Your instructions |
Reproduce only the top of the records, down to and including the line containing "config files |".

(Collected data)
**********

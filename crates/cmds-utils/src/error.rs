use std::fmt;
use std::io;
use std::path::PathBuf;
use thiserror::Error;

/// Library-level error type for cmds.
///
/// `CmdsError` wraps the per-subsystem errors so that callers chaining
/// rendering, tokenization and execution can use a single `?`.
///
/// # Error Categories
///
/// | Category | Source |
/// |----------|--------|
/// | `Configuration` | bad tokenize modes, empty option names, conflicting input, config files |
/// | `Substitution` | missing keyword or positional values while rendering a template |
/// | `Execution` | spawn failures, worker thread panics, pipe I/O |
/// | `ProcessFailure` | non-zero exit status under assertion |
///
/// # Exit Code Mapping
///
/// | Exit Code | Meaning |
/// |-----------|---------|
/// | 2 | Configuration errors |
/// | 3 | Substitution errors |
/// | 70 | Execution errors |
/// | child status | Process failure under assertion |
#[derive(Error, Debug)]
pub enum CmdsError {
    #[error("Tokenize error: {0}")]
    Tokenize(#[from] TokenizeError),

    #[error("Template error: {0}")]
    Template(#[from] TemplateError),

    #[error("Spawn error: {0}")]
    Spawn(#[from] SpawnError),

    #[error("Configuration error: {0}")]
    Config(#[from] ConfigError),

    #[error("IO error: {0}")]
    Io(#[from] io::Error),
}

/// Trait for providing user-friendly error reporting with suggestions
pub trait UserFriendlyError {
    /// Get a user-friendly error message
    fn user_message(&self) -> String;

    /// Get suggested actions to resolve the error
    fn suggestions(&self) -> Vec<String>;

    /// Get the error category for grouping similar errors
    fn category(&self) -> ErrorCategory;
}

/// Categories of errors for better organization and handling
#[derive(Debug, Clone, Copy, PartialEq, Eq)]
pub enum ErrorCategory {
    Configuration,
    Substitution,
    Execution,
    ProcessFailure,
}

impl fmt::Display for ErrorCategory {
    fn fmt(&self, f: &mut fmt::Formatter<'_>) -> fmt::Result {
        match self {
            Self::Configuration => write!(f, "Configuration"),
            Self::Substitution => write!(f, "Substitution"),
            Self::Execution => write!(f, "Execution"),
            Self::ProcessFailure => write!(f, "Process Failure"),
        }
    }
}

/// Errors raised while turning values into shell tokens.
///
/// All of these are configuration errors: they fail fast, before any process
/// is spawned.
#[derive(Error, Debug, Clone, PartialEq, Eq)]
pub enum TokenizeError {
    #[error("Bad `{key}` option: {value:?}, should be {expected}")]
    BadOption {
        key: String,
        value: String,
        expected: String,
    },

    #[error("Option name must be a string of length greater than zero")]
    EmptyOptionName,

    #[error(
        "Can't negate short option '{name}': `false_mode` is negate but no `false_short_opt_mode` is set"
    )]
    ShortNegationUnset { name: String },

    #[error("Can't negate CLI option '{name}' by capitalizing, only names in [a-z] are supported")]
    CapitalizeNegation { name: String },
}

impl TokenizeError {
    /// Shorthand for [`TokenizeError::BadOption`].
    #[must_use]
    pub fn bad_option(key: &str, value: impl Into<String>, expected: &str) -> Self {
        Self::BadOption {
            key: key.to_string(),
            value: value.into(),
            expected: expected.to_string(),
        }
    }
}

impl UserFriendlyError for TokenizeError {
    fn user_message(&self) -> String {
        self.to_string()
    }

    fn suggestions(&self) -> Vec<String> {
        match self {
            Self::BadOption { expected, .. } => vec![format!("Use one of: {expected}")],
            Self::EmptyOptionName => vec!["Remove the empty key from the option map".to_string()],
            Self::ShortNegationUnset { .. } => vec![
                "Set `false_short_opt_mode` to capitalize, long, string or a custom string"
                    .to_string(),
                "Use `false_mode = \"omit\"` to drop false options".to_string(),
            ],
            Self::CapitalizeNegation { .. } => vec![
                "Use `false_short_opt_mode = \"long\"` for this option".to_string(),
            ],
        }
    }

    fn category(&self) -> ErrorCategory {
        ErrorCategory::Configuration
    }
}

/// Errors raised by the template layer while rendering a command.
#[derive(Error, Debug, Clone, PartialEq, Eq)]
pub enum TemplateError {
    #[error("Couldn't find key {key:?} in keywords {available:?}")]
    MissingKey { key: String, available: Vec<String> },

    #[error("Missing positional argument at index {index} ({count} provided)")]
    MissingArg { index: usize, count: usize },

    #[error("Unclosed tag starting at byte {offset}")]
    UnclosedTag { offset: usize },

    #[error("Unexpected `{tag}` at byte {offset}")]
    UnexpectedTag { tag: String, offset: usize },

    #[error("Unterminated `{opened}` block")]
    UnterminatedBlock { opened: String },

    #[error("Bad expression {expr:?}: {reason}")]
    BadExpression { expr: String, reason: String },

    #[error(transparent)]
    Tokenize(#[from] TokenizeError),
}

impl UserFriendlyError for TemplateError {
    fn user_message(&self) -> String {
        self.to_string()
    }

    fn suggestions(&self) -> Vec<String> {
        match self {
            Self::MissingKey { key, .. } => vec![
                format!("Pass a value for `{key}`"),
                format!("Use `{key}?` to make the substitution optional"),
            ],
            Self::MissingArg { .. } => {
                vec!["Pass one positional value per `%s` / `arg` in the template".to_string()]
            }
            Self::UnclosedTag { .. } | Self::UnexpectedTag { .. } | Self::UnterminatedBlock { .. } => {
                vec!["Check that every `<%` has a matching `%>` and every block an `end`".to_string()]
            }
            Self::BadExpression { .. } => vec![
                "Expressions may be `arg`, `args[N]`, `name`, `name?`, a number, true, false, nil or a quoted string"
                    .to_string(),
            ],
            Self::Tokenize(err) => err.suggestions(),
        }
    }

    fn category(&self) -> ErrorCategory {
        match self {
            Self::MissingKey { .. } | Self::MissingArg { .. } => ErrorCategory::Substitution,
            _ => ErrorCategory::Configuration,
        }
    }
}

/// Process spawn and I/O multiplexing errors
#[derive(Error, Debug)]
pub enum SpawnError {
    #[error("Input supplied both as an argument and by the io block")]
    ConflictingInput,

    #[error("This handler has already been started")]
    HandlerAlreadyStarted,

    #[error("Failed to spawn `{cmd}`: {source}")]
    SpawnFailed {
        cmd: String,
        #[source]
        source: io::Error,
    },

    #[error("Failed to create {name} pipe: {source}")]
    PipeFailed {
        name: String,
        #[source]
        source: io::Error,
    },

    #[error("{name} thread panicked")]
    WorkerPanicked { name: String },

    #[error("{name} I/O failed: {source}")]
    Io {
        name: String,
        #[source]
        source: io::Error,
    },

    #[error("{}", non_zero_message(.cmd, .status, .stderr))]
    NonZeroExit {
        cmd: String,
        status: i32,
        stderr: Option<String>,
    },
}

fn non_zero_message(cmd: &str, status: &i32, stderr: &Option<String>) -> String {
    let mut msg = format!("command `{cmd}` exited with status {status}");
    if let Some(err) = stderr {
        msg.push_str(" and stderr:\n\n");
        msg.push_str(err);
    }
    msg
}

impl SpawnError {
    /// Return an error unless `status` is zero.
    ///
    /// # Errors
    ///
    /// Returns [`SpawnError::NonZeroExit`] carrying the command, status and
    /// stderr text (when known).
    pub fn check_status(cmd: &str, status: i32, stderr: Option<&str>) -> Result<(), Self> {
        if status == 0 {
            return Ok(());
        }
        Err(Self::NonZeroExit {
            cmd: cmd.to_string(),
            status,
            stderr: stderr.map(str::to_string),
        })
    }

    /// Exit status of the failed command, if this is a process failure.
    #[must_use]
    pub const fn status(&self) -> Option<i32> {
        match self {
            Self::NonZeroExit { status, .. } => Some(*status),
            _ => None,
        }
    }
}

impl UserFriendlyError for SpawnError {
    fn user_message(&self) -> String {
        match self {
            Self::NonZeroExit { cmd, status, .. } => {
                format!("Command `{cmd}` failed with exit status {status}")
            }
            other => other.to_string(),
        }
    }

    fn suggestions(&self) -> Vec<String> {
        match self {
            Self::ConflictingInput => vec![
                "Supply input either through the `input` argument or the io block, not both"
                    .to_string(),
            ],
            Self::SpawnFailed { .. } => vec![
                "Check that the shell exists and the working directory is valid".to_string(),
            ],
            Self::NonZeroExit { .. } => vec![
                "Run with --verbose to see the spawn lifecycle".to_string(),
                "Drop --assert to inspect the status without failing".to_string(),
            ],
            _ => Vec::new(),
        }
    }

    fn category(&self) -> ErrorCategory {
        match self {
            Self::ConflictingInput | Self::HandlerAlreadyStarted => ErrorCategory::Configuration,
            Self::NonZeroExit { .. } => ErrorCategory::ProcessFailure,
            _ => ErrorCategory::Execution,
        }
    }
}

/// Configuration-related errors
#[derive(Error, Debug)]
pub enum ConfigError {
    #[error("Failed to read configuration file {path}: {source}")]
    Unreadable {
        path: PathBuf,
        #[source]
        source: io::Error,
    },

    #[error("Invalid configuration file {path}: {reason}")]
    InvalidFile { path: PathBuf, reason: String },

    #[error("Invalid configuration value for {key}: {value}")]
    InvalidValue { key: String, value: String },
}

impl UserFriendlyError for ConfigError {
    fn user_message(&self) -> String {
        self.to_string()
    }

    fn suggestions(&self) -> Vec<String> {
        match self {
            Self::Unreadable { .. } => vec![
                "Check the path passed with --config or in CMDS_CONFIG".to_string(),
            ],
            Self::InvalidFile { .. } => vec![
                "Sections are [tokenize], [run] and [env]".to_string(),
            ],
            Self::InvalidValue { .. } => vec![
                "Remove the value to fall back to the default".to_string(),
            ],
        }
    }

    fn category(&self) -> ErrorCategory {
        ErrorCategory::Configuration
    }
}

impl UserFriendlyError for CmdsError {
    fn user_message(&self) -> String {
        match self {
            Self::Tokenize(err) => err.user_message(),
            Self::Template(err) => err.user_message(),
            Self::Spawn(err) => err.user_message(),
            Self::Config(err) => err.user_message(),
            Self::Io(err) => format!("I/O failure: {err}"),
        }
    }

    fn suggestions(&self) -> Vec<String> {
        match self {
            Self::Tokenize(err) => err.suggestions(),
            Self::Template(err) => err.suggestions(),
            Self::Spawn(err) => err.suggestions(),
            Self::Config(err) => err.suggestions(),
            Self::Io(_) => Vec::new(),
        }
    }

    fn category(&self) -> ErrorCategory {
        match self {
            Self::Tokenize(err) => err.category(),
            Self::Template(err) => err.category(),
            Self::Spawn(err) => err.category(),
            Self::Config(err) => err.category(),
            Self::Io(_) => ErrorCategory::Execution,
        }
    }
}

impl CmdsError {
    /// Get a user-friendly error message with actionable suggestions.
    ///
    /// ```text
    /// Error: <user message>
    ///
    /// Suggestions:
    ///   • <suggestion 1>
    /// ```
    #[must_use]
    pub fn display_for_user(&self) -> String {
        let mut output = format!("Error: {}\n", self.user_message());

        let suggestions = self.suggestions();
        if !suggestions.is_empty() {
            output.push_str("\nSuggestions:\n");
            for suggestion in suggestions {
                output.push_str(&format!("  • {suggestion}\n"));
            }
        }

        output
    }

    /// Map this error to the CLI exit code.
    #[must_use]
    pub fn to_exit_code(&self) -> i32 {
        match self {
            Self::Spawn(SpawnError::NonZeroExit { status, .. }) => *status,
            other => match other.category() {
                ErrorCategory::Configuration => 2,
                ErrorCategory::Substitution => 3,
                ErrorCategory::Execution | ErrorCategory::ProcessFailure => 70,
            },
        }
    }
}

**********

Task output |
filename crates/cmds-utils/src/error.rs
use std::fmt;
use std::io;
use std::path::PathBuf;
use thiserror::Error;

/// Library-level error type for cmds.
///
/// `CmdsError` wraps the per-subsystem errors so that callers chaining
/// rendering, tokenization and execution can use a single `?`.
///
/// # Error Categories
///
/// | Category | Source |
/// |----------|--------|
/// | `Configuration` | bad tokenize modes, empty option names, conflicting input, config files |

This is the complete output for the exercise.